Branagh Holds Off on Swedish Accent

Toronto Sun, 6 September 2012
By Bill Harris

Kenneth Branagh doesn't want to be anyone's puppet. Or anyone's Muppet, for that matter.

The subject came up during a discussion of Branagh's brooding, soul-searching and overall outstanding series 'Wallander', which returns for its third installment of three new episodes, beginning Sunday on most PBS affiliates.

Based on a detective created by novelist Henning Mankell, 'Wallander' is set in Sweden. So, Branagh was asked, why doesn't his lead character speak with a Swedish accent?

"I wasn't entirely confident about my ability to sidestep the Swedish chef," Branagh said.

He was referring to the beloved character on 'The Muppet Show', whose indecipherable mutterings have come to signify "Swedish" for many.

"If ill done, (a Swedish accent) can probably seem comical if one's ear is not sort of adjusted," continued Branagh, an acclaimed veteran actor and director from Northern Ireland.

"When you're in Sweden listening to Swedes, it sounds like they're talking Swedish. But we (outside of Sweden) have maybe a sort of shared cultural experience of the Swedish chef from the Muppets.

"That's not how Swedish people speak. But that comic exaggeration has some currency out in the world, and I certainly didn't want Wallander to sound that way."

It's funny to be having a laugh about 'Wallander', since in many ways this is drama at its best. Gritty is the wrong word here. But 'Wallander' is dark. Not in a teen-vampire way, but in a serious, real-life way.

This third trio of episodes begins with a pregnant woman leaping to her death from a ferry. The seemingly routine case barely disturbs Wallander's new blissful life with Vanja (played by Saskia Reeves), but the couple subsequently discovers a female corpse on their property that has been there for a decade.
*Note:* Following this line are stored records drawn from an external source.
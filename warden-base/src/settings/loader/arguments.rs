use std::path::PathBuf;

use clap::Parser;

/// Command line flags accepted by an exporter agent. Every flag overrides
/// the matching environment key.
#[derive(Debug, Default, Clone, Parser)]
#[command(version, about = "Prometheus exporter for the Warden chain")]
pub struct CommandLineArguments {
    /// Port to serve metrics on (overrides PORT)
    #[arg(short, long)]
    pub port: Option<u16>,

    /// Log level: off, error, warn, info, debug or trace (overrides LOG_LEVEL)
    #[arg(long)]
    pub log_level: Option<String>,

    /// Log format: pretty, full, compact or json (overrides LOG_FORMAT)
    #[arg(long)]
    pub log_format: Option<String>,

    /// Settings file layered over the environment (overrides ENV_FILE)
    #[arg(long)]
    pub env_file: Option<PathBuf>,
}

impl CommandLineArguments {
    /// Flattened `(key, value)` overrides in settings key form.
    pub fn overrides(&self) -> Vec<(&'static str, String)> {
        let mut overrides = vec![];
        if let Some(port) = self.port {
            overrides.push(("port", port.to_string()));
        }
        if let Some(level) = &self.log_level {
            overrides.push(("log_level", level.clone()));
        }
        if let Some(format) = &self.log_format {
            overrides.push(("log_format", format.clone()));
        }
        overrides
    }
}

#[cfg(test)]
mod test {
    use super::*;

    #[test]
    fn short_and_long_flags() {
        let args = CommandLineArguments::try_parse_from([
            "warden-exporter",
            "-p",
            "9100",
            "--log-level",
            "debug",
        ])
        .unwrap();
        assert_eq!(
            args.overrides(),
            vec![("port", "9100".to_owned()), ("log_level", "debug".to_owned())]
        );
        assert!(args.env_file.is_none());
    }

    #[test]
    fn rejects_bad_port() {
        assert!(CommandLineArguments::try_parse_from(["warden-exporter", "--port", "x"]).is_err());
    }
}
As work creeps close to home, Wallander eventually is forced to consider that the two cases may be related.

"Somebody described these (Wallander) films as sort of mood pieces," said Branagh, 51. "If you think of some of the atonal music that comes out of the Scandinavian countries, part of that was wrapped up in trying to evoke, albeit secondhand, an outsider's view or response to Sweden.

"One of the things I like about the reaction back home is that people enjoy that sort of ownership"'authorship distinction. It may not be everybody's cup of tea, but it very strongly has a sense of what it is itself."

And you're saying a Swedish-chef accent might ruin all that?

"It drives some people mad that we speak English but we see Swedish road signs, et cetera," Branagh said.

"It sounds a bit silly, but we did try to have a sense of our version of Swedishness, to see the language, to sort of chew it a little bit, to have some visual framing for an experience of it.

"So I like it. And better that you didn't hear my English"'Swedish accent."